- WHAT THIS TASK INVOLVES
For every line in the records that has the word "HashMap", make a copy.

(Collection entries)
.....

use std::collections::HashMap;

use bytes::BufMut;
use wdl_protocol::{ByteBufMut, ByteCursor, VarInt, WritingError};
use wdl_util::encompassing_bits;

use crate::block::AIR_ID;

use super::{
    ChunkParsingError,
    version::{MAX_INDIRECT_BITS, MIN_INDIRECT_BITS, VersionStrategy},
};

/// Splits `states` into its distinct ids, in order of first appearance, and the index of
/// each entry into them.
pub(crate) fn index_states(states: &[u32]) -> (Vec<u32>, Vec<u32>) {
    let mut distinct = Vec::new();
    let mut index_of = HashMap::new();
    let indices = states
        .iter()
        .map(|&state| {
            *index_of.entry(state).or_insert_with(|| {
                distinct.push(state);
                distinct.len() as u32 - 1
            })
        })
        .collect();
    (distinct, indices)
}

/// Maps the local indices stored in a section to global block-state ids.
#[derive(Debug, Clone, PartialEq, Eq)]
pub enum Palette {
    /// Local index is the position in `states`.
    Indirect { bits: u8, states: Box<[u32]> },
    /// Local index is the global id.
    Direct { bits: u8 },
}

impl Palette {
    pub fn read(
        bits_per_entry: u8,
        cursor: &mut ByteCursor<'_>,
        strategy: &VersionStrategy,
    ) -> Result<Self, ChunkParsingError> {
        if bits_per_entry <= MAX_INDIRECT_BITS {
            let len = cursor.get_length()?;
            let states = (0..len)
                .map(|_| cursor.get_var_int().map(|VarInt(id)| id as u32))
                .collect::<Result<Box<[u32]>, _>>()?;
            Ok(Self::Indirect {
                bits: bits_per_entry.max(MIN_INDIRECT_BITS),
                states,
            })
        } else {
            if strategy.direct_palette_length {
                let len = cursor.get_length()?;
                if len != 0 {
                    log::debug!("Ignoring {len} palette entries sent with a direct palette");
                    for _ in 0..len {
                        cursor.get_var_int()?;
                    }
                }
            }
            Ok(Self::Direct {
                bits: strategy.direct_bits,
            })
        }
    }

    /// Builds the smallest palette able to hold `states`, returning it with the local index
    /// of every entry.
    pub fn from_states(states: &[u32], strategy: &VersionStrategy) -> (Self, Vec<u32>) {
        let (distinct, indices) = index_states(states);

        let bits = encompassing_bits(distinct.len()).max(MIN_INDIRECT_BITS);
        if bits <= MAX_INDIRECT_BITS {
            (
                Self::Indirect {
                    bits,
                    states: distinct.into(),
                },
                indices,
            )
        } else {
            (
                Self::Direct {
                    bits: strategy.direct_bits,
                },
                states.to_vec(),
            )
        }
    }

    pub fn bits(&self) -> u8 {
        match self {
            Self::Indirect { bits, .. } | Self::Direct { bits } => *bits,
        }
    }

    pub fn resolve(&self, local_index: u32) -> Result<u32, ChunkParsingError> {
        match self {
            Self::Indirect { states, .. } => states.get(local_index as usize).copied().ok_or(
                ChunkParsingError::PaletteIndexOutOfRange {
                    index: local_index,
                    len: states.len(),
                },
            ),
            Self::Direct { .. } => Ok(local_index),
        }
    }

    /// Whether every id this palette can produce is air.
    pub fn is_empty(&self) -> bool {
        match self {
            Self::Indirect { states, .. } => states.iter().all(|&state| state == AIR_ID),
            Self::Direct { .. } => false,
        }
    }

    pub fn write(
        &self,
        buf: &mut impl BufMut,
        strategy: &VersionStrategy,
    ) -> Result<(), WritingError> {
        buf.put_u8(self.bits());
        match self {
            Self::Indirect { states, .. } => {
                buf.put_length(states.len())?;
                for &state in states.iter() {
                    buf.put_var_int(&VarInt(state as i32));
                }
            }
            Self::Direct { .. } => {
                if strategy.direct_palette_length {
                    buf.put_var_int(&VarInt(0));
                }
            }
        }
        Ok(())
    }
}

.....

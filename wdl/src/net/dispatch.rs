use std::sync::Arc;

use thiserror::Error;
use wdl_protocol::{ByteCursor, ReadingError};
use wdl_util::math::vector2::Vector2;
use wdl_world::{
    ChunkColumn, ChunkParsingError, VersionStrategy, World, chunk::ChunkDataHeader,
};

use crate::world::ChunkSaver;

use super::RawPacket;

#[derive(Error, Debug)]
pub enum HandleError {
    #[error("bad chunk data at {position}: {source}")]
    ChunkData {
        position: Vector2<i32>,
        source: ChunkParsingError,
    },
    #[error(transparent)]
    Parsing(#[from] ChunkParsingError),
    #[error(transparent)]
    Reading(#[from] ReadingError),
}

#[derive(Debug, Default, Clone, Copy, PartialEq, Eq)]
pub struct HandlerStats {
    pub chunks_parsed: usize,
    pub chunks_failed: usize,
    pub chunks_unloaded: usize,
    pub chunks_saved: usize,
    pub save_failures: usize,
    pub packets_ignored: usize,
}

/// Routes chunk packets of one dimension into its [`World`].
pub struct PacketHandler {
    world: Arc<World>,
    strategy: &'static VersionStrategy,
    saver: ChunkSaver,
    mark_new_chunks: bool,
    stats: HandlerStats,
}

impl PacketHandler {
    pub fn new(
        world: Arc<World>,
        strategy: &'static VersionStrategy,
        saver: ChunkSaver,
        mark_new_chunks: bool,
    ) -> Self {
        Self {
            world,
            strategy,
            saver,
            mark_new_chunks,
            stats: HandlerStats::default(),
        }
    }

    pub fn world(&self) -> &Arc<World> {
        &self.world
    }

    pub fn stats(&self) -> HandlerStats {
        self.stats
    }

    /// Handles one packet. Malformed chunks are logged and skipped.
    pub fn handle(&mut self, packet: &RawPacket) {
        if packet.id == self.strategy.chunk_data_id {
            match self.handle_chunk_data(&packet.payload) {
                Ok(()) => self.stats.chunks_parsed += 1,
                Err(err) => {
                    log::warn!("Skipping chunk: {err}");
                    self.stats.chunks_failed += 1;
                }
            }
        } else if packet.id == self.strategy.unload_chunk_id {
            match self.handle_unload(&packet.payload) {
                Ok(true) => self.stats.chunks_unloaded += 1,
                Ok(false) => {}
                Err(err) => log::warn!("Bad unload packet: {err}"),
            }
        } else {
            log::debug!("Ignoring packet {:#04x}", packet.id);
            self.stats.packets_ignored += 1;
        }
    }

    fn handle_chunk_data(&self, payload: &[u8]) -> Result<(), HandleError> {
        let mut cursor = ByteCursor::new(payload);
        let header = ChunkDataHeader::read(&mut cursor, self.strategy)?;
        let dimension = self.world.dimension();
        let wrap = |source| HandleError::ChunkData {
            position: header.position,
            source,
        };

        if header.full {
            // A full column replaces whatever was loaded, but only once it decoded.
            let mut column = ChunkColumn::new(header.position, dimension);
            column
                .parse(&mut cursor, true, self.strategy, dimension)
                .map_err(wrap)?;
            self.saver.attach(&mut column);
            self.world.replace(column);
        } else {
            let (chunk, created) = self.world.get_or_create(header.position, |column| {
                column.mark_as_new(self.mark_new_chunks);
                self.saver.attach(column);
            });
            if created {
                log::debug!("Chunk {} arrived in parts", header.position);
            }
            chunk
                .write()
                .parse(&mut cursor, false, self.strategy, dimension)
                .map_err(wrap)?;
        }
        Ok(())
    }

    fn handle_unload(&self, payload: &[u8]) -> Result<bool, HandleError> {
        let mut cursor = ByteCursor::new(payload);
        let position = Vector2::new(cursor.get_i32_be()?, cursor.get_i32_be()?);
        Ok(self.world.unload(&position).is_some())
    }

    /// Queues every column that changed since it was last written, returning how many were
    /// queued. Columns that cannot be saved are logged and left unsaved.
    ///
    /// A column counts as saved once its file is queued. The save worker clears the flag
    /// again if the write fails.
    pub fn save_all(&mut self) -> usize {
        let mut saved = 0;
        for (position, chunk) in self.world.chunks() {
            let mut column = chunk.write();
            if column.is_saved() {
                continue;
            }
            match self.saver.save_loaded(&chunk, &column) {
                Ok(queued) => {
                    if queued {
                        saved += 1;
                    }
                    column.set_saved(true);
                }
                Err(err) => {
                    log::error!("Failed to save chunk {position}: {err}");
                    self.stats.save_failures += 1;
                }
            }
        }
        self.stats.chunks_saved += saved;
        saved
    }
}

.....

- ANSWER BELOW
use std::collections::HashMap;
    let mut index_of = HashMap::new();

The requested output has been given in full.